Depuis qu’Amédée avait arrêté le métier, il n’avait pas changé grand-chose à sa cabane. Une large table de bois adossée au mur sous la fenêtre, un tas de mannes rouillées, des bottes et des gants de caoutchouc suspendus à l’entrée près d’un ciré jaune. Cela sentait la vase froide et humide, la coquille d’huître et la vieille botte. Un cocktail méconnu qui vous surprend, tout comme la démanchoire plantée comme un poignard sur la table de bois.

— Ça fait soixante ans que j’viens là et que j’m’en lasse pas ! Je suis le dernier. Ils sont tous partis voir s’il fait meilleur au bout de la pointe. Du coup me v’là tranquille. Y a bien Marcel un peu plus loin, mais c’est tout. Toutes les autres cabanes ont été vendues. L’été, ils sont tous là le cul au soleil, mais l’hiver y a pas un chat.

— Pas facile de tout quitter !

— Quand on est arrivé au bout, faut de toutes les façons être raisonnable et pas s’exciter comme Marcel à faire un cirque à plus pouvoir se grouiller le lendemain. Et puis si les nouveaux installés sont pas trop sots, j’pourrai bien leur donner la main.

— Et… Ça s’vend combien une cabane comme celle-là ?

— À vrai dire, j’en sais rien. Je tourne et je vire ça dans ma tête, mais j’trouve pas. J’veux pas faire comme tous les autres et mettre ça à un prix qu’a pas de sens. J’me dis que faut juste que tout le monde soit content.

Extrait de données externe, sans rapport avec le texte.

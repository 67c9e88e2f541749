use actix_web::web;
use utoipa::OpenApi;
use utoipa::{
    Modify,
    openapi::security::{Http, HttpAuthScheme, SecurityScheme},
};
use utoipa_swagger_ui::SwaggerUi;

use crate::entities::{DrawStatus, DrawType};
use crate::handlers;
use crate::models::*;

struct SecurityAddon;

impl Modify for SecurityAddon {
    fn modify(&self, openapi: &mut utoipa::openapi::OpenApi) {
        if let Some(components) = openapi.components.as_mut() {
            components.add_security_scheme(
                "bearer_auth",
                SecurityScheme::Http(Http::new(HttpAuthScheme::Bearer)),
            )
        }
    }
}

#[derive(OpenApi)]
#[openapi(
    paths(
        handlers::draw::list_draws,
        handlers::draw::create_draw,
        handlers::draw::get_draw,
        handlers::draw::update_draw,
        handlers::draw::delete_draw,
        handlers::draw::list_participants,
        handlers::draw::participate,
    ),
    components(
        schemas(
            DrawType,
            DrawStatus,
            CreateDrawRequest,
            UpdateDrawRequest,
            ParticipateRequest,
            DrawResponse,
            DrawSummaryResponse,
            DrawDetailResponse,
            BusinessResponse,
            ParticipationResponse,
            ParticipantResponse,
            ParticipantListResponse,
        )
    ),
    modifiers(&SecurityAddon),
    tags(
        (name = "draws", description = "Restaurant prize draws API"),
    ),
    info(
        title = "Draws Backend API",
        version = "1.0.0",
        description = "Restaurant prize draws REST API documentation"
    ),
    servers(
        (url = "/api/v1", description = "Local server")
    )
)]
pub struct ApiDoc;

pub fn swagger_config(cfg: &mut web::ServiceConfig) {
    cfg.service(
        SwaggerUi::new("/swagger-ui/{_:.*}").url("/api-docs/openapi.json", ApiDoc::openapi()),
    )
    .route(
        "/swagger-ui",
        web::get().to(|| async {
            actix_web::HttpResponse::Found()
                .append_header(("Location", "/swagger-ui/"))
                .finish()
        }),
    );
}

À ce dernier mot, l’averse s’arrêta. La chienne commença à balayer le sol de sa longue queue. Un rayon de soleil s’invita par la fenêtre aux carreaux crasseux.

— Tu vois, c’est quand même pas mal ici ! s’exclama Amédée en pointant son nez dans l’embrasure de la porte.

Surpris par le tutoiement, Jean approuva par un sourire et un hochement de tête. En cet instant, on sentait dans l’air une joie palpable. L’émotion se dissipa quand Jean prit conscience de l’heure qui s’avançait. D’ailleurs, quelle heure était-il ? Comme les giboulées et les averses, il était incapable de mesurer le temps. Ces minutes, ces heures qui filaient si vite, étaient pour lui un cauchemar. Il courait après sans jamais pouvoir les rattraper.

— Faut qu’j’y aille ! Midi et demi…

— Ça me gargouille dans le ventre… Tu dois avoir raison !

— On se reverra ?

— Je suis par-là presque tous les jours !

Dans un bref salut, les mains se serrèrent avec une timidité inattendue. Le trouble de la rencontre s’exprimait dans ces deux regards envieux d’avenir.

— J’me dépêche, sinon le père va me tuer !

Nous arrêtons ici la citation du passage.